Trend interpretation
Traditional optical imaging is based on geometric optics, drawing on the principle of "what you see is what you get" in human vision, while ignoring many optical high-dimensional information. At present, traditional optical imaging is close to the physical limit in terms of hardware function and imaging performance, and can no longer meet the application needs in many fields. For example, in the field of mobile phone photography, it is impossible to reduce the weight and volume of the device while ensuring the imaging effect, and the criticism of "front bangs" and "rear bath bombs" appears; In the field of microscopic imaging, it is impossible to meet the needs of wide field of view and high resolution at the same time; In the field of surveillance remote sensing, it is difficult to obtain clear images in complex environments with low light and low visibility.
With the continuous evolution of new generation information technologies such as sensors, cloud computing, and artificial intelligence, new solutions are gradually emerging: computational optical imaging. Computational optical imaging takes the specific application task as the criterion, obtains or encodes light field information (such as angle, polarization, phase, etc.) through multiple dimensions, and designs a new paradigm of perception for sensors far beyond that of the human eye. At the same time, combined with mathematical and signal processing knowledge, the light field information is deeply mined to break through the limits of traditional optical imaging.
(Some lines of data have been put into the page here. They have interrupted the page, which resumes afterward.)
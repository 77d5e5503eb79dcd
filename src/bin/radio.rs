//! Radio Client Application
//!
//! Tunes to a station and plays it on the default (or chosen) output
//! device. Commands are read from stdin, one per line.

use anyhow::{Context, Result};
use clap::Parser;
use std::io::BufRead;
use std::path::PathBuf;
use tokio::sync::mpsc;
use tracing_subscriber::{layer::SubscriberExt, util::SubscriberInitExt};

use radio_client::{
    audio::device::{list_devices, CpalOutputFactory},
    client::{Command, RadioClient},
    codec::OpusPageDecoder,
    config::AppConfig,
    controller::{SessionObserver, SessionState, StatusReport},
    network::StationData,
    protocol::station_slug,
};

#[derive(Parser, Debug)]
#[command(name = "radio")]
#[command(about = "Live radio client")]
#[command(version)]
struct Args {
    /// Config file (defaults to the platform config directory)
    #[arg(short, long, env = "RADIO_CONFIG")]
    config: Option<PathBuf>,

    /// Server base URL, e.g. https://radio.example.com
    #[arg(short, long, env = "RADIO_SERVER")]
    server: Option<String>,

    /// Station to tune to on start
    #[arg(long)]
    station: Option<String>,

    /// Output device id (see --list-devices)
    #[arg(short, long)]
    device: Option<String>,

    /// Start playing as soon as the station is tuned
    #[arg(long)]
    autoplay: bool,

    /// List output devices and exit
    #[arg(long)]
    list_devices: bool,
}

const HELP: &str = "\
Commands:
  play | pause | p (toggle)
  station <name>      tune to a station
  stations            list stations
  skip                skip the current track
  vote <track>        request a track
  vol <0-200|+n|-n>   set or change volume
  status | s          show what's playing
  quit";

/// Prints everything to the terminal
struct ConsoleObserver;

impl SessionObserver for ConsoleObserver {
    fn state_changed(&mut self, state: SessionState) {
        println!("[{}]", state);
    }

    fn title_changed(&mut self, title: &str) {
        println!("Now playing: {}", title);
    }

    fn listeners_changed(&mut self, count: u32) {
        println!("Listeners: {}", count);
    }

    fn alert(&mut self, message: &str) {
        eprintln!("!! {}", message);
    }

    fn notice(&mut self, message: &str) {
        println!("{}", message);
    }

    fn station_data_changed(&mut self, station: &str, data: &StationData) {
        println!("{}: {} tracks, {} queued", station, data.tracks.len(), data.queued.len());
    }

    fn queue_changed(&mut self, queue: &[String]) {
        if queue.is_empty() {
            println!("Queue is empty");
        } else {
            println!("Queue:");
            for (position, track) in queue.iter().enumerate() {
                println!("  {}. {}", position + 1, track);
            }
        }
    }

    fn stations_listed(&mut self, stations: &[String]) {
        println!("Stations: {}", stations.join(", "));
    }

    fn status(&mut self, report: &StatusReport) {
        println!(
            "{} | {} | {} [{}] | vol {:.0}",
            report.state,
            report.station.as_deref().unwrap_or("-"),
            report.now_playing.title,
            report.now_playing.progress_text(),
            report.volume
        );
        if let Some(listeners) = report.listeners {
            println!("  {} listening", listeners);
        }
        if let Some(ahead) = report.buffered_ahead {
            println!("  {:.2}s buffered", ahead);
        }
        let packets = &report.packets;
        println!(
            "  packets: {} played, {} dropped, {} failed",
            packets.packets_accepted - packets.packets_failed,
            packets.packets_dropped,
            packets.packets_failed
        );
    }
}

/// Read stdin on a plain thread; stdin reads block
fn spawn_stdin_reader(tx: mpsc::UnboundedSender<Command>) {
    std::thread::spawn(move || {
        let stdin = std::io::stdin();
        for line in stdin.lock().lines() {
            let Ok(line) = line else { break };
            if line.trim().is_empty() {
                continue;
            }
            match Command::parse(&line) {
                Some(command) => {
                    let quit = command == Command::Quit;
                    if tx.send(command).is_err() || quit {
                        break;
                    }
                }
                None => println!("{}", HELP),
            }
        }
        // EOF behaves like quit
        let _ = tx.send(Command::Quit);
    });
}

#[tokio::main(flavor = "current_thread")]
async fn main() -> Result<()> {
    // Initialize logging
    tracing_subscriber::registry()
        .with(tracing_subscriber::EnvFilter::new(
            std::env::var("RUST_LOG").unwrap_or_else(|_| "info".into()),
        ))
        .with(tracing_subscriber::fmt::layer().with_writer(std::io::stderr))
        .init();

    let args = Args::parse();

    if args.list_devices {
        println!("\n=== Available Output Devices ===");
        for device in list_devices() {
            let default_marker = if device.is_default { " [DEFAULT]" } else { "" };
            println!("  {}{}:", device.name, default_marker);
            println!("    ID: {}", device.id);
            println!("    Sample rates: {:?}", device.sample_rates);
            println!("    Channels: {:?}", device.channels);
        }
        println!();
        return Ok(());
    }

    let mut config = AppConfig::load_or_default(args.config.as_deref()).context("Failed to load config")?;
    if let Some(server) = args.server {
        config.server.base_url = server;
    }
    if let Some(station) = args.station {
        config.server.station = Some(station_slug(&station));
    }
    if let Some(device) = args.device {
        config.output.device_id = Some(device);
    }

    tracing::info!("Starting radio client for {}", config.server.http_base());

    let outputs = CpalOutputFactory::new(config.output.clone());
    let mut client = RadioClient::new(&config, OpusPageDecoder::new(), Box::new(outputs), Box::new(ConsoleObserver))
        .context("Failed to start client")?;
    if args.autoplay {
        client.autoplay();
    }

    let (command_tx, command_rx) = mpsc::unbounded_channel();
    spawn_stdin_reader(command_tx);
    println!("{}", HELP);

    client.run(command_rx).await?;
    Ok(())
}
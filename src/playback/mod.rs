//! Playback: drift gate, volume curve and the playback session

pub mod drift;
pub mod session;
pub mod volume;

pub use drift::DriftGate;
pub use session::{BatchOutcome, PlaybackSession, SessionStats};
pub use volume::{offset_volume, volume_to_gain};
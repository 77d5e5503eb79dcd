//! Application configuration
//!
//! Loaded from a TOML file, either at an explicit path or in the platform
//! config directory. Every field has a default so a partial (or missing)
//! file is fine.

use serde::{Deserialize, Serialize};
use std::path::{Path, PathBuf};

use crate::constants::*;
use crate::error::Error;

/// Top-level configuration
#[derive(Debug, Clone, Default, Serialize, Deserialize)]
#[serde(default)]
pub struct AppConfig {
    pub server: ServerConfig,
    pub playback: PlaybackConfig,
    pub output: OutputConfig,
}

/// Radio server endpoints
#[derive(Debug, Clone, Serialize, Deserialize)]
#[serde(default)]
pub struct ServerConfig {
    /// Base URL of the HTTP directory, e.g. `https://radio.example.com`
    pub base_url: String,
    /// Base URL for the WebSocket streams; derived from `base_url` when unset
    pub websocket_url: Option<String>,
    /// Station to tune to on start; the first listed station when unset
    pub station: Option<String>,
}

impl Default for ServerConfig {
    fn default() -> Self {
        Self {
            base_url: "https://localhost".to_string(),
            websocket_url: None,
            station: None,
        }
    }
}

impl ServerConfig {
    /// WebSocket base URL (`wss://host` for `https://host`)
    pub fn websocket_base(&self) -> String {
        if let Some(url) = &self.websocket_url {
            return url.trim_end_matches('/').to_string();
        }
        let base = self.base_url.trim_end_matches('/');
        if let Some(rest) = base.strip_prefix("https://") {
            format!("wss://{}", rest)
        } else if let Some(rest) = base.strip_prefix("http://") {
            format!("ws://{}", rest)
        } else {
            format!("wss://{}", base)
        }
    }

    /// HTTP base URL without a trailing slash
    pub fn http_base(&self) -> String {
        self.base_url.trim_end_matches('/').to_string()
    }
}

/// Playout tuning
///
/// The guard pair is an empirically tuned heuristic, not a protocol contract.
#[derive(Debug, Clone, Serialize, Deserialize)]
#[serde(default)]
pub struct PlaybackConfig {
    pub lower_guard_ms: f64,
    pub wrap_guard_ms: f64,
    pub resync_epsilon_ms: f64,
    pub fade_ms: f64,
    pub teardown_grace_ms: f64,
    pub switch_settle_ms: f64,
    /// Starting volume on the 0-200 scale
    pub volume: f64,
}

impl Default for PlaybackConfig {
    fn default() -> Self {
        Self {
            lower_guard_ms: DEFAULT_LOWER_GUARD_MS,
            wrap_guard_ms: DEFAULT_WRAP_GUARD_MS,
            resync_epsilon_ms: DEFAULT_RESYNC_EPSILON_MS,
            fade_ms: DEFAULT_FADE_MS,
            teardown_grace_ms: DEFAULT_TEARDOWN_GRACE_MS,
            switch_settle_ms: DEFAULT_SWITCH_SETTLE_MS,
            volume: DEFAULT_VOLUME,
        }
    }
}

/// Output device settings
#[derive(Debug, Clone, Serialize, Deserialize)]
#[serde(default)]
pub struct OutputConfig {
    /// Device id as reported by `list_devices` (`output:<name>`); default device when unset
    pub device_id: Option<String>,
    /// Fixed cpal buffer size in frames
    pub buffer_size: Option<u32>,
    pub analyser_capacity: usize,
}

impl Default for OutputConfig {
    fn default() -> Self {
        Self {
            device_id: None,
            buffer_size: None,
            analyser_capacity: ANALYSER_CAPACITY,
        }
    }
}

impl AppConfig {
    /// Parse a TOML document
    pub fn from_toml(text: &str) -> Result<Self, Error> {
        let config: AppConfig =
            toml::from_str(text).map_err(|e| Error::Config(e.to_string()))?;
        config.validate()?;
        Ok(config)
    }

    /// Load from a file
    pub fn load(path: &Path) -> Result<Self, Error> {
        let text = std::fs::read_to_string(path)?;
        Self::from_toml(&text)
    }

    /// Load from `path`, or from the default location, or fall back to defaults
    pub fn load_or_default(path: Option<&Path>) -> Result<Self, Error> {
        if let Some(path) = path {
            return Self::load(path);
        }
        match Self::default_path() {
            Some(path) if path.exists() => {
                tracing::info!("Loading config from {}", path.display());
                Self::load(&path)
            }
            _ => Ok(Self::default()),
        }
    }

    /// `<config dir>/live-radio-client/config.toml`
    pub fn default_path() -> Option<PathBuf> {
        directories::ProjectDirs::from("", "", "live-radio-client")
            .map(|dirs| dirs.config_dir().join("config.toml"))
    }

    fn validate(&self) -> Result<(), Error> {
        let p = &self.playback;
        if p.lower_guard_ms < 0.0 || p.wrap_guard_ms <= p.lower_guard_ms {
            return Err(Error::Config(format!(
                "wrap_guard_ms ({}) must exceed lower_guard_ms ({}) and both be non-negative",
                p.wrap_guard_ms, p.lower_guard_ms
            )));
        }
        if !(0.0..=MAX_VOLUME).contains(&p.volume) {
            return Err(Error::Config(format!("volume {} outside 0-{}", p.volume, MAX_VOLUME)));
        }
        if self.output.analyser_capacity == 0 {
            return Err(Error::Config("analyser_capacity must be non-zero".to_string()));
        }
        Ok(())
    }
}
Computational optical imaging is an emerging multidisciplinary field, with early concepts only taking shape in the mid-70s. With the vigorous development of information technology, computational optical imaging has become an international research hotspot. Due to the wide coverage of computational optical imaging research, there is no clear classification method. According to the application problems solved by computational imaging technology, it can be roughly divided into the following three categories:
(1)function improvement: imaging or measuring optical information that cannot be obtained by traditional methods, such as light field, polarization, coherence, etc.;
(2)Performance improvement: that is, improve the performance indicators of existing imaging technologies, such as spatial resolution, temporal resolution, depth of field, robustness of complex environments, etc.;
(3) Simplification and intelligence: Simplify imaging systems through specific technologies such as single pixel and lensless, or achieve specific AI tasks at the speed of light.